Published: Mon 11 Aug 2003 08:43 AM
West Papua: The Forgotten Pacific Country
The international solidarity movement for West Papua, meeting in Otara, Tamaki Makaurau, Aotearoa (New Zealand) from 8-10 August, calls upon the members of the Pacific Islands Forum to remember the unresolved tragedy of the Pacific people of West Papua when they meet in Auckland later this week.
The movement urges Forum leaders to grant West Papua observer status as a step to resuming its role in Pacific regional affairs, a right denied to the West Papua people for the past forty years.
It welcomes the Forum's previous expressions of concern about the human situation in West Papua, but urges the Forum leaders to take further action in response to the deteriorating situation in the territory and the targeting of human rights defenders.

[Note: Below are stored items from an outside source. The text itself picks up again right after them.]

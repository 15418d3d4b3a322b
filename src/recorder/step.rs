//! Recorded operation steps.
//!
//! Every chain extension on a [`Recorder`](super::Recorder) appends one
//! `Step`. A step carries only the operation's name/key and arguments; what
//! it actually does is decided when the step is applied to a concrete
//! intermediate value, by matching the variant against the value's capability
//! set.

use crate::ds::error::EvalError;
use crate::ds::object::DynObject;
use crate::ds::value::{NumberType, Value};

/// One recorded operation, applied to an intermediate value during replay.
#[derive(Debug, Clone)]
pub enum Step {
    InvokeMember { name: String, args: Vec<Value> },
    ReadProperty { name: String },
    WriteProperty { name: String, value: Value },
    IndexGet { key: Value },
    IndexSet { key: Value, value: Value },
    IndexDelete { key: Value },
    IndexExists { key: Value },
}

impl Step {
    /// Apply this step to the current intermediate value, producing the next
    /// one. Capability checks happen here, never at chain-build time.
    pub fn apply(&self, value: Value) -> Result<Value, EvalError> {
        match self {
            Step::ReadProperty { name } => match &value {
                Value::Map(m) => Ok(m.borrow().get(name).cloned().unwrap_or(Value::Undefined)),
                Value::Object(o) => {
                    let read = o.borrow().get_property(name);
                    match read {
                        Some(v) => Ok(v),
                        None => Err(self.unsupported(&value)),
                    }
                }
                _ => Err(self.unsupported(&value)),
            },

            Step::IndexGet { key } => match &value {
                Value::List(l) => {
                    let idx = list_index(key).ok_or_else(|| self.unsupported(&value))?;
                    let items = l.borrow();
                    Ok(items.get(idx).cloned().unwrap_or(Value::Undefined))
                }
                Value::Map(m) => Ok(m
                    .borrow()
                    .get(&map_key(key))
                    .cloned()
                    .unwrap_or(Value::Undefined)),
                Value::Object(o) => {
                    let read = o.borrow().index_get(key);
                    match read {
                        Some(result) => result,
                        None => Err(self.unsupported(&value)),
                    }
                }
                _ => Err(self.unsupported(&value)),
            },

            // Writes yield the container itself, so a chain can keep
            // operating on it.
            Step::WriteProperty { name, value: item } => match &value {
                Value::Map(m) => {
                    m.borrow_mut().insert(name.clone(), item.clone());
                    Ok(value.clone())
                }
                Value::Object(o) => {
                    let written = o.borrow_mut().set_property(name, item.clone());
                    if written {
                        Ok(value.clone())
                    } else {
                        Err(self.unsupported(&value))
                    }
                }
                _ => Err(self.unsupported(&value)),
            },

            Step::IndexSet { key, value: item } => match &value {
                Value::List(l) => {
                    let idx = list_index(key).ok_or_else(|| self.unsupported(&value))?;
                    let mut items = l.borrow_mut();
                    if idx >= items.len() {
                        items.resize(idx + 1, Value::Undefined);
                    }
                    items[idx] = item.clone();
                    drop(items);
                    Ok(value.clone())
                }
                Value::Map(m) => {
                    m.borrow_mut().insert(map_key(key), item.clone());
                    Ok(value.clone())
                }
                Value::Object(o) => {
                    let written = o.borrow_mut().index_set(key.clone(), item.clone());
                    match written {
                        Some(result) => result.map(|_| value.clone()),
                        None => Err(self.unsupported(&value)),
                    }
                }
                _ => Err(self.unsupported(&value)),
            },

            Step::IndexDelete { key } => match &value {
                Value::List(l) => {
                    let idx = list_index(key).ok_or_else(|| self.unsupported(&value))?;
                    let mut items = l.borrow_mut();
                    if idx < items.len() {
                        items.remove(idx);
                    }
                    drop(items);
                    Ok(value.clone())
                }
                Value::Map(m) => {
                    m.borrow_mut().remove(&map_key(key));
                    Ok(value.clone())
                }
                Value::Object(o) => {
                    let removed = o.borrow_mut().index_delete(key);
                    match removed {
                        Some(result) => result.map(|_| value.clone()),
                        None => Err(self.unsupported(&value)),
                    }
                }
                _ => Err(self.unsupported(&value)),
            },

            Step::IndexExists { key } => match &value {
                Value::List(l) => {
                    let exists = match list_index(key) {
                        Some(idx) => idx < l.borrow().len(),
                        None => false,
                    };
                    Ok(Value::Boolean(exists))
                }
                Value::Map(m) => Ok(Value::Boolean(m.borrow().contains_key(&map_key(key)))),
                Value::Object(o) => {
                    let checked = o.borrow().index_exists(key);
                    match checked {
                        Some(result) => result.map(Value::Boolean),
                        None => Err(self.unsupported(&value)),
                    }
                }
                _ => Err(self.unsupported(&value)),
            },

            Step::InvokeMember { name, args } => match &value {
                Value::Object(o) => {
                    let outcome = o.borrow_mut().call_method(name, args.clone());
                    match outcome {
                        Some(result) => result,
                        None => Err(self.unsupported(&value)),
                    }
                }
                _ => Err(self.unsupported(&value)),
            },
        }
    }

    /// Render the attempted operation for error messages.
    pub fn describe(&self) -> String {
        match self {
            Step::InvokeMember { name, args } => {
                format!("call to member \"{}\" with {} argument(s)", name, args.len())
            }
            Step::ReadProperty { name } => format!("read of property \"{}\"", name),
            Step::WriteProperty { name, .. } => format!("write of property \"{}\"", name),
            Step::IndexGet { key } => format!("indexed get at {}", key),
            Step::IndexSet { key, .. } => format!("indexed set at {}", key),
            Step::IndexDelete { key } => format!("indexed delete at {}", key),
            Step::IndexExists { key } => format!("indexed exists check at {}", key),
        }
    }

    fn unsupported(&self, value: &Value) -> EvalError {
        EvalError::UnsupportedOperation {
            operation: self.describe(),
            value: value.describe(),
        }
    }
}

/// List indices must be non-negative integers.
fn list_index(key: &Value) -> Option<usize> {
    match key {
        Value::Number(NumberType::Integer(i)) if *i >= 0 => Some(*i as usize),
        _ => None,
    }
}

fn map_key(key: &Value) -> String {
    match key {
        Value::String(s) => s.clone(),
        other => other.to_string(),
    }
}

#[cfg(test)]
mod tests {
    use super::*;

    fn sample_list() -> Value {
        Value::list(vec![10.into(), 20.into(), 30.into()])
    }

    #[test]
    fn test_index_get_on_list() {
        let step = Step::IndexGet { key: 1.into() };
        assert_eq!(step.apply(sample_list()).unwrap(), Value::from(20));
    }

    #[test]
    fn test_index_get_out_of_range_is_undefined() {
        let step = Step::IndexGet { key: 9.into() };
        assert_eq!(step.apply(sample_list()).unwrap(), Value::Undefined);
    }

    #[test]
    fn test_index_get_rejects_non_integer_key() {
        let step = Step::IndexGet { key: "one".into() };
        let err = step.apply(sample_list()).unwrap_err();
        match err {
            EvalError::UnsupportedOperation { operation, value } => {
                assert!(operation.contains("indexed get"));
                assert!(value.contains("list of 3 items"));
            }
            other => panic!("unexpected error: {:?}", other),
        }
    }

    #[test]
    fn test_index_set_pads_list() {
        let list = sample_list();
        let step = Step::IndexSet {
            key: 4.into(),
            value: 50.into(),
        };
        let result = step.apply(list).unwrap();
        let expected = Value::list(vec![
            10.into(),
            20.into(),
            30.into(),
            Value::Undefined,
            50.into(),
        ]);
        assert_eq!(result, expected);
    }

    #[test]
    fn test_index_delete_shifts_list() {
        let step = Step::IndexDelete { key: 0.into() };
        let result = step.apply(sample_list()).unwrap();
        assert_eq!(result, Value::list(vec![20.into(), 30.into()]));
    }

    #[test]
    fn test_index_exists_on_map() {
        let map = Value::map(vec![("name", "ada".into())]);
        let hit = Step::IndexExists { key: "name".into() };
        let miss = Step::IndexExists { key: "age".into() };
        assert_eq!(hit.apply(map.clone()).unwrap(), Value::Boolean(true));
        assert_eq!(miss.apply(map).unwrap(), Value::Boolean(false));
    }

    #[test]
    fn test_write_property_on_map_inserts_and_yields_container() {
        let map = Value::map(vec![]);
        let step = Step::WriteProperty {
            name: "name".to_string(),
            value: "ada".into(),
        };
        let result = step.apply(map.clone()).unwrap();
        assert_eq!(result, map);
        let read = Step::ReadProperty {
            name: "name".to_string(),
        };
        assert_eq!(read.apply(result).unwrap(), Value::from("ada"));
    }

    #[test]
    fn test_write_property_on_list_is_unsupported() {
        let step = Step::WriteProperty {
            name: "name".to_string(),
            value: "ada".into(),
        };
        assert!(step.apply(sample_list()).is_err());
    }

    #[test]
    fn test_read_property_on_map_falls_back_to_undefined() {
        let map = Value::map(vec![("name", "ada".into())]);
        let step = Step::ReadProperty {
            name: "missing".to_string(),
        };
        assert_eq!(step.apply(map).unwrap(), Value::Undefined);
    }

    #[test]
    fn test_indexing_a_number_is_unsupported() {
        let step = Step::IndexGet { key: 0.into() };
        let err = step.apply(Value::from(5)).unwrap_err();
        match err {
            EvalError::UnsupportedOperation { value, .. } => assert_eq!(value, "5"),
            other => panic!("unexpected error: {:?}", other),
        }
    }

    #[test]
    fn test_invoke_member_on_string_is_unsupported() {
        let step = Step::InvokeMember {
            name: "trim".to_string(),
            args: vec![],
        };
        assert!(step.apply(Value::from(" hi ")).is_err());
    }
}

The solidarity movement calls upon the Forum leaders to send a fact-finding mission to West Papua to investigate the human rights situation there and to press Forum dialogue partner Indonesia to:-
a) end military operations in West Papua, start the process of de-militarisation and halt the activities of Laskar Jihad and all militia forces;
b) renew efforts to resolve the conflict by peaceful means in accordance with the call by the people of West Papua for their country to be made a Land of Peace;
c) ensure the safety and protection of all human right defenders, enabling them to carry out their activities without intimidation or obstruction;
d) bring to justice those responsible for serious crimes committed in West Papua, including the killing of Papuan leader Theys Eluay in November 2001.
The movement strongly urges the Forum members to condemn the violations against West Papuan women and children as a result of the Indonesian militarisation of the territory. The Forum should resolve to end all forms of military cooperation with Indonesia, including the training of military personnel.

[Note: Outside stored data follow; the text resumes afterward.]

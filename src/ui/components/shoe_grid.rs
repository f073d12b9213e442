use dioxus::prelude::*;

use super::shoe_card::ShoeCard;
use crate::domain::ShoeListing;
use crate::ui::theme;

/// Responsive grid of shoe cards, with an empty state when a filter
/// matches nothing.
#[component]
pub fn ShoeGrid(listings: Vec<ShoeListing>) -> Element {
    if listings.is_empty() {
        return rsx! {
            div { class: "{theme::panel_border()}",
                p { class: "{theme::empty_state()}", "No shoes match this view yet." }
            }
        };
    }

    rsx! {
        div {
            class: "grid grid-cols-1 gap-8 sm:grid-cols-2 lg:grid-cols-3",
            for listing in listings {
                ShoeCard { listing }
            }
        }
    }
}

The movement further condemns the systematic destruction of the environment and cultural structures of the West Papuan people, and calls on Forum leaders to address the dire humanitarian situation of West Papuan refugees in Papua New Guinea and to take steps to protect their legal and human rights.
Recognising that the root cause of the human rights problems in West Papua is the fraudulent Act of 'Free' Choice, which was part of an attempt to legitimise the take over of West Papua by Indonesia in 1969, the solidarity movement urges the Forum to support widespread demands for the United Nations to review its conduct at the time and for West Papua to be reinstated on the agenda of the UN Decolonisation Committee.
NB delegates to the conference included people from West Papua, USA, Ireland, Australia, Indonesia, UK, Hong Kong, Fiji, Aotearoa.